Editorial

The 'pink slime' lesson

3/31/2012

Had the U.S. Department of Agriculture not suppressed information about "pink slime," consumers could have decided years ago whether they wanted the unappetizingly-nicknamed, ammonia-treated meat filler. Instead, government regulators worked with a company that profited from the silence, rather than allowing market forces to prevail.

Consumers have a right to expect transparency about all products they purchase, but especially about their food supply. The decisions by Kroger Inc., Giant Eagle, Wal-Mart, and other grocery and retail chains to discontinue sales of ground beef with the filler speaks volumes about the power of market choice.

Negative reactions from fast-food corporations such as McDonald's, Burger King, and Taco Bell also come into play.So does the backlash from parents who have forced the national school lunch program to enable schools to avoid the product starting this fall.

One of the mildest complaints from critics is that once-inedible food scraps, which include non-muscle parts such as fat and connective tissue, lower the protein content of ground beef when they're sterilized and added to the meat. Concerns also focus on the use of ammonia hydroxide to kill bacteria.

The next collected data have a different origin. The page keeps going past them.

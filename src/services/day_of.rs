//! Day-of schedule service

use chrono::NaiveTime;
use tracing::debug;

use crate::audit::EntityType;
use crate::error::{WedplanError, WedplanResult};
use crate::models::DayOfEvent;
use crate::storage::Storage;

/// Service for the wedding-day running order
pub struct DayOfService<'a> {
    storage: &'a Storage,
}

/// Input for a schedule entry
#[derive(Debug, Clone)]
pub struct CreateEventInput {
    pub title: String,
    pub start_time: NaiveTime,
    pub end_time: Option<NaiveTime>,
    pub location: Option<String>,
    pub description: Option<String>,
    pub assigned_to: Option<String>,
}

impl<'a> DayOfService<'a> {
    pub fn new(storage: &'a Storage) -> Self {
        Self { storage }
    }

    /// Events ordered by start time
    pub fn schedule(&self) -> WedplanResult<Vec<DayOfEvent>> {
        self.storage.events.get_schedule()
    }

    pub fn add(&self, input: CreateEventInput) -> WedplanResult<DayOfEvent> {
        let mut event = DayOfEvent::new(input.title.trim(), input.start_time);
        event.end_time = input.end_time;
        event.duration_minutes = input
            .end_time
            .map(|end| (end - input.start_time).num_minutes())
            .filter(|m| *m >= 0)
            .map(|m| m as u32);
        event.location = input.location.filter(|s| !s.trim().is_empty());
        event.description = input.description.filter(|s| !s.trim().is_empty());
        event.assigned_to = input.assigned_to.filter(|s| !s.trim().is_empty());

        event
            .validate()
            .map_err(|e| WedplanError::Validation(e.to_string()))?;

        self.storage.events.upsert(event.clone())?;
        self.storage.events.save()?;

        self.storage.log_create(
            EntityType::DayOfEvent,
            event.id.to_string(),
            Some(event.title.clone()),
            &event,
        )?;

        debug!(event = %event, "Day-of event added");
        Ok(event)
    }

    /// Remove an event by ID or title
    pub fn remove(&self, identifier: &str) -> WedplanResult<DayOfEvent> {
        let title = identifier.trim();
        let event = match self
            .storage
            .events
            .find_by(|e| e.title.eq_ignore_ascii_case(title))?
        {
            Some(event) => event,
            None => self
                .storage
                .events
                .find(identifier)?
                .ok_or_else(|| WedplanError::event_not_found(identifier))?,
        };

        self.storage.events.remove(event.id)?;
        self.storage.events.save()?;

        self.storage.log_delete(
            EntityType::DayOfEvent,
            event.id.to_string(),
            Some(event.title.clone()),
            &event,
        )?;

        Ok(event)
    }
}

The USDA has allowed every pound of ground beef to include as much as 15 percent of the additive. Though pink slime may be proven as safe to consume at that level, as the USDA contends, regulators should not have allowed its presence in 70 percent of hamburger sales without letting Americans know.

According to media reports, a then- USDA undersecretary with deep ties to the meat industry authorized Beef Products Inc. to produce pink slime shortly before she left her government post in 1993. She then was named to the board of directors of Beef Products' main supplier, where she reportedly was paid $1.2 million over 17 years.

That was hardly the first case of a bureaucrat profiting personally from decisions that worked to the detriment of consumers. Still, the obvious conflict of interest should not be downplayed.

Two decades later, the USDA and other regulators should note the experience of "pink slime" in the marketplace, and learn a lesson about transparency.